*** Records supplied ***
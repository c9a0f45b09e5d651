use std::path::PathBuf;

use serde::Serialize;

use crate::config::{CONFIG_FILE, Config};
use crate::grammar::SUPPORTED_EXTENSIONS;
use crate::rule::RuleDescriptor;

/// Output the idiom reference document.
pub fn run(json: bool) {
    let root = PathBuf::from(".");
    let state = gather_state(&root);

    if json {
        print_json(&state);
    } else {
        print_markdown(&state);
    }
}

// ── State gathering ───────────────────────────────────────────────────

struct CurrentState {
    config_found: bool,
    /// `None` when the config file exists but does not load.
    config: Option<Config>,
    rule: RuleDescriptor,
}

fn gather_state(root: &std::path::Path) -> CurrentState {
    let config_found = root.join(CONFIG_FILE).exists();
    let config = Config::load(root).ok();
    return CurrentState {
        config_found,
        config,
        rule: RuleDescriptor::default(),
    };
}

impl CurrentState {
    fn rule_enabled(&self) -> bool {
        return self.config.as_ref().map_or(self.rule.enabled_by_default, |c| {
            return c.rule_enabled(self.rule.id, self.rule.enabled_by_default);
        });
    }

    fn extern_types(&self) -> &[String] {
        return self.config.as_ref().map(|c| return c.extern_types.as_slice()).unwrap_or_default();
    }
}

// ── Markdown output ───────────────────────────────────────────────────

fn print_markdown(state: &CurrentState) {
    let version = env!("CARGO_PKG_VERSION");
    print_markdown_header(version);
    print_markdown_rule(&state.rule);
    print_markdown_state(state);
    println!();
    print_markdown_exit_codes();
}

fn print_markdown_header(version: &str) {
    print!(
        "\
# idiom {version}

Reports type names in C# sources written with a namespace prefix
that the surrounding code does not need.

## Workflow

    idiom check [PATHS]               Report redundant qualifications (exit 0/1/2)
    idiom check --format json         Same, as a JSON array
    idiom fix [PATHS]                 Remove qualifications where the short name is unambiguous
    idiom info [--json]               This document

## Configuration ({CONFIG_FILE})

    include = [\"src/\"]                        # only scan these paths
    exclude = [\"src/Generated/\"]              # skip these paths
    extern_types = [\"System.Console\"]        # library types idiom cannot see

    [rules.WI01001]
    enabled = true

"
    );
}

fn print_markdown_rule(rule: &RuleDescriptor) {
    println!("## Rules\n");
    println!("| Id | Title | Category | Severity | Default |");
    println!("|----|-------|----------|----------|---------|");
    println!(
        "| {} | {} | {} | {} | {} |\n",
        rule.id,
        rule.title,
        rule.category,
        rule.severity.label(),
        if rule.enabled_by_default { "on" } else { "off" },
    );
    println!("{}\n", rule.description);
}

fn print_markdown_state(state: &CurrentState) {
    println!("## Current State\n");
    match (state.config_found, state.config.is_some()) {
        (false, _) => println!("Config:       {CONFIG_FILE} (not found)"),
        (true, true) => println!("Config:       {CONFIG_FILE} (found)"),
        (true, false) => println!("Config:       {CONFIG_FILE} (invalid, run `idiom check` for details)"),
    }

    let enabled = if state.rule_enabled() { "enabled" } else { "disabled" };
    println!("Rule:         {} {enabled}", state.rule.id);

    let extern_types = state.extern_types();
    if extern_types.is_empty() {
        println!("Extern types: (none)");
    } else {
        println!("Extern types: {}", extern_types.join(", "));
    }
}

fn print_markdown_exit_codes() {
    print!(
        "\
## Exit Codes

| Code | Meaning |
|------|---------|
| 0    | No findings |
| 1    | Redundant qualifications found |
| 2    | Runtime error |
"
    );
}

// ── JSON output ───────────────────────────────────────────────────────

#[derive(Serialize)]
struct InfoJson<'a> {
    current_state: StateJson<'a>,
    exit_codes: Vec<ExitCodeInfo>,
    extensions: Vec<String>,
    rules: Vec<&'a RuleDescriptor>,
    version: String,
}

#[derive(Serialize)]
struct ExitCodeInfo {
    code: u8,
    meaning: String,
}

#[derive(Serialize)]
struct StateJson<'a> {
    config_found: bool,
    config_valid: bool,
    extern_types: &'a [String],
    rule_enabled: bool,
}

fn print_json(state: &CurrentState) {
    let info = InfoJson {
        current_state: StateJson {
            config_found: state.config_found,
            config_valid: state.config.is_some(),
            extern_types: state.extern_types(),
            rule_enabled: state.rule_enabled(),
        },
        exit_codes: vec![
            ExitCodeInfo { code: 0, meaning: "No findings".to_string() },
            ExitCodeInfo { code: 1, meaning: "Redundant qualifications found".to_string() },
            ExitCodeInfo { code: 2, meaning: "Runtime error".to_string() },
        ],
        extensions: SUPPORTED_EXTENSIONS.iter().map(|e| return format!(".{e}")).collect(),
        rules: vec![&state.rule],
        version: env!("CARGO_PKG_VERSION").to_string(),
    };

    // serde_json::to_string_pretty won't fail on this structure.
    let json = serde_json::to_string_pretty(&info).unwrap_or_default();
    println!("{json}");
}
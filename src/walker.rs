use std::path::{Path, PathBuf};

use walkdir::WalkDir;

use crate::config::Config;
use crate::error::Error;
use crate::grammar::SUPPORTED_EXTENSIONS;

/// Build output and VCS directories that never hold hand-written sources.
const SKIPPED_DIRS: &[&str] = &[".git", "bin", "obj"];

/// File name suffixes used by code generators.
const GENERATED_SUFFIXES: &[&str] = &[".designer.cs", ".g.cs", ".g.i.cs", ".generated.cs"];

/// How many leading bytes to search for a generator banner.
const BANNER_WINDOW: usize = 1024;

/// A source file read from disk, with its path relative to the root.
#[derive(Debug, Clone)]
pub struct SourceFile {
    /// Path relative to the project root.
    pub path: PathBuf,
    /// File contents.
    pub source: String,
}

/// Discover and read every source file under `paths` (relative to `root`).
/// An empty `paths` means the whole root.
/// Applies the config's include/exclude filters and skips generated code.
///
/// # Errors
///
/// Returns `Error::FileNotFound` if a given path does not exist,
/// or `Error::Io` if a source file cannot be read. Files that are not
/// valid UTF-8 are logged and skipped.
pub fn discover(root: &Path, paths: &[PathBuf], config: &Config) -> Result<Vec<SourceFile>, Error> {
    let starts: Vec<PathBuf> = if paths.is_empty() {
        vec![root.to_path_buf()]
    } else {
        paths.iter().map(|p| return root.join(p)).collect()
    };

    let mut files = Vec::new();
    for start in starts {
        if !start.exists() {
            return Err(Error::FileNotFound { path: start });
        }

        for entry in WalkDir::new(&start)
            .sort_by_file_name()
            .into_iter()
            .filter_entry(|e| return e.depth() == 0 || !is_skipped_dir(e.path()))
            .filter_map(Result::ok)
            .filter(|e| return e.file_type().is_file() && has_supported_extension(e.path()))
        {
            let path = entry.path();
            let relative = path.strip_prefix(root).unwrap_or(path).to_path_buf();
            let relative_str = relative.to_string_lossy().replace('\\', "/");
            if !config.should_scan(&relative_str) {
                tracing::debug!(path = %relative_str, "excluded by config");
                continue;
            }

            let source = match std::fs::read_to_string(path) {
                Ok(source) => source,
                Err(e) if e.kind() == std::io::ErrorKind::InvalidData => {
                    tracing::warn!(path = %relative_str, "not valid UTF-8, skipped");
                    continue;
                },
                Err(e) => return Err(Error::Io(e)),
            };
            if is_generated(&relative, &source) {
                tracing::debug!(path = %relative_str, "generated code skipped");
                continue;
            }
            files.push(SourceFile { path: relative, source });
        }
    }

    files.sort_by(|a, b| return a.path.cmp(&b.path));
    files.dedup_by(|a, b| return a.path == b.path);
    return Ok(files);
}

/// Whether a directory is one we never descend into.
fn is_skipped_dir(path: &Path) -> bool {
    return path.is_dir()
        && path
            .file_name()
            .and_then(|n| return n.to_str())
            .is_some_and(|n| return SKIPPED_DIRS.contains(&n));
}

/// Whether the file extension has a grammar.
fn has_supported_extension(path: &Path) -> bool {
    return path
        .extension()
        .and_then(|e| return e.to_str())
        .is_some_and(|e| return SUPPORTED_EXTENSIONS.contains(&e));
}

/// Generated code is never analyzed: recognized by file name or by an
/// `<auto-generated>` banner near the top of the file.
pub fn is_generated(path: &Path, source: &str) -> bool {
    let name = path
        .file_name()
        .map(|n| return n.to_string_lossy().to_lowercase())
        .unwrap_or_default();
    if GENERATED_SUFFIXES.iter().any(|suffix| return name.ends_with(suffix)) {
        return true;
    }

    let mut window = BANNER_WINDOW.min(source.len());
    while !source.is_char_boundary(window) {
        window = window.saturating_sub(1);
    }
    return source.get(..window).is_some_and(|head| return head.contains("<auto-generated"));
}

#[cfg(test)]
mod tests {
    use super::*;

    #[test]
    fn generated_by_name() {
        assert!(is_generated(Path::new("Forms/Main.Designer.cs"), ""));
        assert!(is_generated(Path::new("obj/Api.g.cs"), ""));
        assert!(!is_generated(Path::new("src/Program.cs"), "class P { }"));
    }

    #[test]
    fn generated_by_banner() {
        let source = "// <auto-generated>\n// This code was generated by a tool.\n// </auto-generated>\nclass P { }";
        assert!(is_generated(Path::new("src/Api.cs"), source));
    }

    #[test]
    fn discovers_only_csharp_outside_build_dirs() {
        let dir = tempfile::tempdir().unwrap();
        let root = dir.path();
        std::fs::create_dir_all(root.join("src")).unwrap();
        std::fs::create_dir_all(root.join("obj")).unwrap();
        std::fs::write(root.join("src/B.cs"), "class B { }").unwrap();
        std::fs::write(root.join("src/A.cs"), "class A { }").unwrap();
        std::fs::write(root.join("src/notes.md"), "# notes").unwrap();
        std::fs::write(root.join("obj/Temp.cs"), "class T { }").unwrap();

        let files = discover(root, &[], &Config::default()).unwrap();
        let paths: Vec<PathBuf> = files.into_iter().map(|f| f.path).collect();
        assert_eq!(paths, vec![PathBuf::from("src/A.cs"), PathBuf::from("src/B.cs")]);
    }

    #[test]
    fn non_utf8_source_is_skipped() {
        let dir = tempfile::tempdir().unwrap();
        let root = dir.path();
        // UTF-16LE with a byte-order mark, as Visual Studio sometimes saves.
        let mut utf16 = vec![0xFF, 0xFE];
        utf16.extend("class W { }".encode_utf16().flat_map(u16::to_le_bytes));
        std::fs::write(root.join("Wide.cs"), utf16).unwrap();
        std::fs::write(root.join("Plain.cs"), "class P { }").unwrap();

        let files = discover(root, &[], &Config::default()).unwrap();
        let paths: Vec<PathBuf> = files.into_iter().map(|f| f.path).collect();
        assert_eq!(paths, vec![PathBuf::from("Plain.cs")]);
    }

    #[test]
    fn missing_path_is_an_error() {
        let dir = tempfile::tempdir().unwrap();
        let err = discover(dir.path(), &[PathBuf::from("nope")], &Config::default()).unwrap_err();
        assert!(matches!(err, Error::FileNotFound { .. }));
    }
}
***
Work order
Your answer should consist of the lines above that hold the word "from", copied exactly.

Task answer
    let root = PathBuf::from(".");
/// A source file read from disk, with its path relative to the root.
        assert_eq!(paths, vec![PathBuf::from("src/A.cs"), PathBuf::from("src/B.cs")]);
        assert_eq!(paths, vec![PathBuf::from("Plain.cs")]);
        let err = discover(dir.path(), &[PathBuf::from("nope")], &Config::default()).unwrap_err();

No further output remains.